▸ **Exercise objective**
Your job is to retype the whole listing exactly.

++++++

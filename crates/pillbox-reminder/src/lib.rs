//! Due-reminder detection and desktop notification for Pillbox.
//!
//! A [`Poller`] wakes on a fixed interval, asks any
//! [`ReminderStore`](pillbox_core::ReminderStore) for reminders due this
//! minute, and hands each one to a [`Notifier`]. Notification failures never
//! reach the poller.

#![allow(async_fn_in_trait)]

pub mod clock;
pub mod error;
pub mod notifier;
pub mod poller;

pub use clock::{Clock, FixedClock, SystemClock};
pub use error::NotificationError;
pub use notifier::{CommandSink, LogSink, Notification, NotificationSink, Notifier, Sink};
pub use poller::{DEFAULT_POLL_INTERVAL, Poller};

++++++

▸ **Reply**
filename crates/pillbox-reminder/src/lib.rs
//! Due-reminder detection and desktop notification for Pillbox.
//!
//! A [`Poller`] wakes on a fixed interval, asks any
//! [`ReminderStore`](pillbox_core::ReminderStore) for reminders due this
//! minute, and hands each one to a [`Notifier`]. Notification failures never
//! reach the poller.

#![allow(async_fn_in_trait)]

pub mod clock;
pub mod error;
pub mod notifier;
pub mod poller;

pub use clock::{Clock, FixedClock, SystemClock};
pub use error::NotificationError;
pub use notifier::{CommandSink, LogSink, Notification, NotificationSink, Notifier, Sink};
pub use poller::{DEFAULT_POLL_INTERVAL, Poller};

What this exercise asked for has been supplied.